═════ STUDY MATERIAL

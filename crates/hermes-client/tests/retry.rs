//! Retry, propagation and cancellation against live local servers.

mod common;

use hermes_client::{
    ClientError, HttpClientOptions, ResilientHttpClient, RetryPolicy, TlsPolicy,
    REQUEST_ID_HEADER, TENANT_HEADER,
};
use hermes_core::{Done, RequestContext};
use hermes_telemetry::TracerHandle;
use opentelemetry::trace::{TraceContextExt, Tracer};
use std::time::Duration;

fn client() -> ResilientHttpClient {
    ResilientHttpClient::new(TlsPolicy::default()).unwrap()
}

fn fast_retry(max_attempts: u32) -> RetryPolicy {
    RetryPolicy::default()
        .with_max_attempts(max_attempts)
        .with_backoff(Duration::from_millis(5), Duration::from_millis(20))
}

#[tokio::test]
async fn retries_listed_status_until_success() {
    let server = common::serve(&[503, 503, 200]).await;
    let options = HttpClientOptions::get(server.url("/accounts"))
        .retry(fast_retry(3).with_retryable_status_codes([503]));

    let response = client()
        .execute(&RequestContext::new(), options)
        .await
        .unwrap();

    assert!(response.is_2xx());
    assert_eq!(response.attempts(), 3);
    assert_eq!(response.body_as_string(), "status 200");
    assert_eq!(server.script.hits(), 3);
}

#[tokio::test]
async fn unlisted_status_is_returned_after_one_attempt() {
    let server = common::serve(&[404]).await;
    let options = HttpClientOptions::get(server.url("/accounts/9"))
        .retry(fast_retry(3).with_retryable_status_codes([503]));

    let err = client()
        .execute(&RequestContext::new(), options)
        .await
        .unwrap_err();

    let response = err.response().expect("status errors carry the response");
    assert!(response.is_4xx());
    assert_eq!(response.attempts(), 1);
    assert_eq!(err.to_string(), "got 404 Not Found: status 404");
    assert_eq!(server.script.hits(), 1);
}

#[tokio::test]
async fn empty_status_set_retries_client_errors() {
    let server = common::serve(&[429, 429, 200]).await;
    let options = HttpClientOptions::get(server.url("/")).retry(fast_retry(5));

    let response = client()
        .execute(&RequestContext::new(), options)
        .await
        .unwrap();

    assert_eq!(response.attempts(), 3);
    assert_eq!(server.script.hits(), 3);
}

#[tokio::test]
async fn last_response_is_returned_when_attempts_run_out() {
    let server = common::serve(&[503]).await;
    let options = HttpClientOptions::get(server.url("/")).retry(fast_retry(2));

    let err = client()
        .execute(&RequestContext::new(), options)
        .await
        .unwrap_err();

    assert_eq!(err.status(), Some(http::StatusCode::SERVICE_UNAVAILABLE));
    assert_eq!(err.response().unwrap().attempts(), 2);
    assert_eq!(server.script.hits(), 2);
}

#[tokio::test]
async fn redirect_class_is_not_an_error() {
    let server = common::serve(&[304]).await;
    let options = HttpClientOptions::get(server.url("/")).retry(fast_retry(3));

    let response = client()
        .execute(&RequestContext::new(), options)
        .await
        .unwrap();

    assert!(response.is_3xx());
    assert_eq!(server.script.hits(), 1);
}

#[tokio::test]
async fn transport_failures_are_retried_then_reported() {
    let addr = common::closed_port().await;
    let options = HttpClientOptions::get(format!("http://{addr}/")).retry(fast_retry(3));

    let err = client()
        .execute(&RequestContext::new(), options)
        .await
        .unwrap_err();

    match err {
        ClientError::Transport { attempts, .. } => assert_eq!(attempts, 3),
        other => panic!("expected transport error, got {other:?}"),
    }
}

#[tokio::test]
async fn request_id_and_tenant_are_propagated() {
    let server = common::serve(&[200]).await;
    let ctx = RequestContext::new().with_request_id("abc123").with_tenant("acme");
    let options = HttpClientOptions::get(server.url("/")).with_tenant(ctx.tenant());

    let response = client().execute(&ctx, options).await.unwrap();

    let seen = server.script.seen();
    assert_eq!(seen[0][REQUEST_ID_HEADER], "abc123");
    assert_eq!(seen[0][TENANT_HEADER], "acme");
    assert_eq!(response.request_id(), "abc123");
}

#[tokio::test]
async fn tenant_is_not_synthesized() {
    let server = common::serve(&[200]).await;
    let ctx = RequestContext::new().with_tenant("acme");

    client()
        .execute(&ctx, HttpClientOptions::get(server.url("/")))
        .await
        .unwrap();

    assert!(!server.script.seen()[0].contains_key(TENANT_HEADER));
}

#[tokio::test]
async fn missing_request_id_is_generated_once_per_call() {
    let server = common::serve(&[500, 200]).await;
    let options = HttpClientOptions::get(server.url("/")).retry(fast_retry(2));

    let response = client()
        .execute(&RequestContext::new(), options)
        .await
        .unwrap();

    let seen = server.script.seen();
    let id = response.request_id();
    assert_eq!(id.len(), 32);
    assert_eq!(seen[0][REQUEST_ID_HEADER], id);
    assert_eq!(seen[1][REQUEST_ID_HEADER], id);
}

#[tokio::test]
async fn active_span_is_injected() {
    let server = common::serve(&[200]).await;
    let provider = opentelemetry_sdk::trace::TracerProvider::builder().build();
    let handle = TracerHandle::from_provider(&provider);
    let span = handle.tracer().start("outbound");
    let cx = opentelemetry::Context::new().with_span(span);
    let trace_id = cx.span().span_context().trace_id().to_string();
    let ctx = RequestContext::new().with_trace_context(cx);

    let client = ResilientHttpClient::builder().tracer(handle).build().unwrap();
    client
        .execute(&ctx, HttpClientOptions::get(server.url("/")))
        .await
        .unwrap();

    let seen = server.script.seen();
    let traceparent = seen[0]["traceparent"].to_str().unwrap();
    assert!(traceparent.contains(&trace_id), "{traceparent}");
}

#[tokio::test]
async fn cancellation_aborts_in_flight_attempt() {
    let server = common::serve_slow(Duration::from_secs(30)).await;
    let ctx = RequestContext::new();
    let token = ctx.cancellation_token().clone();
    tokio::spawn(async move {
        tokio::time::sleep(Duration::from_millis(50)).await;
        token.cancel();
    });

    let result = tokio::time::timeout(
        Duration::from_secs(5),
        client().execute(&ctx, HttpClientOptions::get(server.url("/"))),
    )
    .await
    .expect("call should stop once the context is cancelled");

    assert!(matches!(result, Err(ClientError::Cancelled(Done::Cancelled))));
    assert_eq!(server.script.hits(), 1);
}

#[tokio::test]
async fn deadline_interrupts_backoff() {
    let server = common::serve(&[503]).await;
    let ctx = RequestContext::new().with_timeout(Duration::from_millis(200));
    let options = HttpClientOptions::get(server.url("/")).retry(
        RetryPolicy::default()
            .with_max_attempts(5)
            .with_backoff(Duration::from_secs(20), Duration::from_secs(20)),
    );

    let result = tokio::time::timeout(Duration::from_secs(5), client().execute(&ctx, options))
        .await
        .expect("deadline should end the backoff sleep");

    assert!(matches!(
        result,
        Err(ClientError::Cancelled(Done::DeadlineExceeded))
    ));
    assert_eq!(server.script.hits(), 1);
}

══════════

**WHAT TO DO**
Your reply should be one number: the count of lines above that hold the word "ClientError".

**ANSWER TO THE EXERCISE**
4